Cystic fibrosis (CF) feels a little different for everyone. But it all starts with a problem within the cells. Mutations found on both copies of a specific gene cause proteins throughout the body to be made incorrectly. This results in a buildup of thick, sticky mucus in the lungs and beyond, leading to frequent inflammation and infections that can cause damage, even before it can be felt.
Cause of CF
CF starts small—within the cells
Genes, which tell our bodies what our physical features will look like, are also the cause of certain diseases. A specific gene is responsible for CF. It’s called the cystic fibrosis transmembrane conductance regulator (CFTR) gene, and everyone has 2 CFTR genes—not just people with CF. This gene contains the instructions for producing CFTR proteins, which do an important job on the surface of certain cells throughout the body. But when someone has CF, a change in both copies of this gene (called a mutation) results in CFTR proteins that aren't able to do their job. Because of this, mucus, which is a slippery substance lining many different organs, gets too thick, causing infections and damage.
CFTR Protein Defects
Defects vary by mutation
Over 2,000 mutations in the CFTR gene have been discovered.
About 281 mutations
cause the range of different protein defects
that result in CF.
Watch the videos below to learn about these CFTR defects
All the CFTR mutations that cause CF result in thick, sticky mucus
There's one thing that remains the same across CF-causing CFTR protein defects—they all cause mucus in different parts of the body to thicken. Even if someone with CF doesn’t feel it, this mucus can cause damage from an early age. And although most people think of the lungs when they think of CF, other parts of the body are affected as well.
Impact on the Lungs
Starting from a young age, lung damage may occur before it can even be noticed
Thick, sticky mucus is found in the airways of the lungs and may cause symptoms such as wheezing, shortness of breath, and a persistent, phlegmy cough. This mucus buildup can’t be cleared from the airways easily. There is bacteria found in this mucus buildup as well, causing infection, inflammation, and scarring.

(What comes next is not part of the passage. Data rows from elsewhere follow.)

//! One-dimensional binarization primitives
//!
//! All binary outputs use `0` for the low cluster (dark pixels, thin bars)
//! and `1` for the high cluster (light pixels, thick bars).

/// Upper bound on k-means refinement rounds
const MAX_KMEANS_ROUNDS: usize = 256;

/// Count occurrences of every value in `0..=max_value`
///
/// The histogram grows if a value exceeds `max_value`.
pub fn build_histogram<T: Copy + Into<usize>>(values: &[T], max_value: usize) -> Vec<u32> {
    let top = values
        .iter()
        .map(|&v| v.into())
        .max()
        .unwrap_or(0)
        .max(max_value);
    let mut histogram = vec![0u32; top + 1];
    for &value in values {
        histogram[value.into()] += 1;
    }
    histogram
}

/// Smallest value whose cumulative count reaches `n`
///
/// Returns the largest bucket index if the histogram holds fewer than `n`
/// values.
pub fn nth_element(histogram: &[u32], n: usize) -> usize {
    let mut sum = 0usize;
    for (value, &count) in histogram.iter().enumerate() {
        sum += count as usize;
        if sum >= n {
            return value;
        }
    }
    histogram.len().saturating_sub(1)
}

/// Two-cluster k-means binarization with initial centers `a <= b`
///
/// Each round assigns every value to the nearer center (ties go to `b`) and
/// moves each center to the mean of its members. An empty cluster keeps its
/// center. Refinement stops once both centers move by less than one.
pub fn kmeans_binarize<T: Copy + Into<usize>>(values: &[T], a: f64, b: f64) -> Vec<u8> {
    debug_assert!(a <= b);
    let (mut a, mut b) = (a, b);

    for _ in 0..MAX_KMEANS_ROUNDS {
        let (mut a_sum, mut a_count, mut b_sum, mut b_count) = (0.0f64, 0usize, 0.0f64, 0usize);
        for &value in values {
            let v = value.into() as f64;
            if b - v <= v - a {
                b_sum += v;
                b_count += 1;
            } else {
                a_sum += v;
                a_count += 1;
            }
        }
        let a_new = if a_count != 0 { a_sum / a_count as f64 } else { a };
        let b_new = if b_count != 0 { b_sum / b_count as f64 } else { b };

        let settled = (a - a_new).abs() < 1.0 && (b - b_new).abs() < 1.0;
        a = a_new;
        b = b_new;
        if settled {
            break;
        }
    }

    values
        .iter()
        .map(|&value| {
            let v = value.into() as f64;
            u8::from(b - v <= v - a)
        })
        .collect()
}

/// K-means binarization seeded around an order statistic
///
/// The initial centers sit one unit either side of the `floor(len * k)`-th
/// smallest value. `k = 0.5` suits intensities, `k = 0.6` suits ITF bar widths
/// where three of every five bars are thin.
pub fn kth_binarize<T: Copy + Into<usize>>(values: &[T], k: f32, max_value: usize) -> Vec<u8> {
    debug_assert!((0.0..=1.0).contains(&k));

    let histogram = build_histogram(values, max_value);
    let kth = nth_element(&histogram, (values.len() as f32 * k) as usize) as f64;
    kmeans_binarize(values, kth - 1.0, kth + 1.0)
}

/// K-means binarization of 8-bit intensities seeded at the median
pub fn intensity_binarize(line: &[u8]) -> Vec<u8> {
    kth_binarize(line, 0.5, u8::MAX as usize)
}

/// Intensity below or at which `percent`% of the samples fall
pub fn quantile_threshold(line: &[u8], percent: u32) -> u8 {
    let histogram = build_histogram(line, u8::MAX as usize);
    let target = line.len() * percent as usize / 100;
    nth_element(&histogram, target) as u8
}

/// Global threshold: values at or below `threshold` become 0, others 1
pub fn threshold_binarize(line: &[u8], threshold: u8) -> Vec<u8> {
    line.iter().map(|&v| u8::from(v > threshold)).collect()
}

/// Majority filter over a binary line with odd window `window`
///
/// Positions closer than `window / 2` to either end are left as they are.
/// Runs in a single sweep with a sliding count of ones.
pub fn median_filter(binary: &mut [u8], window: usize) {
    assert!(window % 2 == 1, "median filter window must be odd");

    let len = binary.len();
    if len < window {
        return;
    }

    let half = window / 2;
    let source = binary.to_vec();
    let mut ones: usize = source[..window].iter().map(|&v| v as usize).sum();

    for i in half..len - half {
        binary[i] = u8::from(ones > half);
        if i + half + 1 < len {
            ones += source[i + half + 1] as usize;
            ones -= source[i - half] as usize;
        }
    }
}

For someone with CF, a common bacteria in the respiratory tract is called Pseudomonas aeruginosa. If caught early, Pseudomonas aeruginosa should be treated immediately with antibiotics and may require continual treatment over time.
Increased inflammation from the mucus and bacteria clogging can cause damage to the airways, which often results in a condition called bronchiectasis
People with bronchiectasis have airways that are scarred and widened, making it harder to clear mucus. It also makes it difficult for air to move into and out of the airways. The buildup of mucus and germs can also lead to pulmonary exacerbations. Most people with CF are familiar with pulmonary exacerbations as periods of time when symptoms get more severe and may require intravenous (IV) antibiotics or a hospital visit. The lung damage caused by pulmonary exacerbations may be permanent.
Digestive System Impact
Thicker digestive juices damage organs
While CF is often thought of as a problem with the lungs, it also causes significant problems in the digestive system, particularly in the pancreas and liver.
Thick juices block the ducts within the pancreas, an organ in the digestive system that helps break down food. This blockage makes it harder for the digestive enzymes to reach the small intestine where they do their job.
Without these enzymes, the body has trouble breaking down food and absorbing nutrients. Not having these enzymes leads to:
- Poor growth and slow weight gain, even if a lot of food is eaten
- Frequent, greasy, and bulky stools
The liver is another part of the digestive system affected by this mucus. Inside the liver are tubes called ducts that are meant to drain it of bile. In people with CF, bile is thicker. As a result, the bile ducts can become blocked, leading to irritation or inflammation in the liver.
Some people with CF may also experience distal intestinal obstruction syndrome (DIOS), a complete or incomplete blockage of the intestines due to thicker digestive juices.
Other Effects of CF
Mucus buildup also causes problems in other organs
Impact on the sinuses
The sinuses produce mucus, which helps keep them clear by protecting them against dust, dirt, and bacteria. In someone with CF, the sinuses fill up with thick mucus that is difficult to clear out. If left untreated, the mucus blocks the sinuses, causing pressure and pain, which triggers inflammation that may contribute to nasal polyps. It also allows bacteria to grow, leading to sinus infections, such as sinusitis.
Nasal blockage in someone with CF is commonly caused by nasal polyps. A nasal polyp is a growth in the nose that is filled with fluid or mucus and blocks where the sinuses drain into the nose. The mucus then builds up in the sinuses and contributes to sinusitis.
CF can also cause sinusitis, which is inflammation, or swelling, in the sinus cavity. Mucus blocks the sinuses, leading to sinus infections and potentially lung function decline.
Impact in women
For a woman who has CF, thick mucus in her reproductive system may make it difficult for sperm to travel to the uterus. This may make fertilization of a woman's eggs difficult.
Impact in men
As a result of CF, men may experience fertility issues as well because the tubes through which sperm need to pass may not have formed, or they may be clogged with thick, sticky mucus. So although intercourse may be normal, a man with CF may deliver little or no sperm.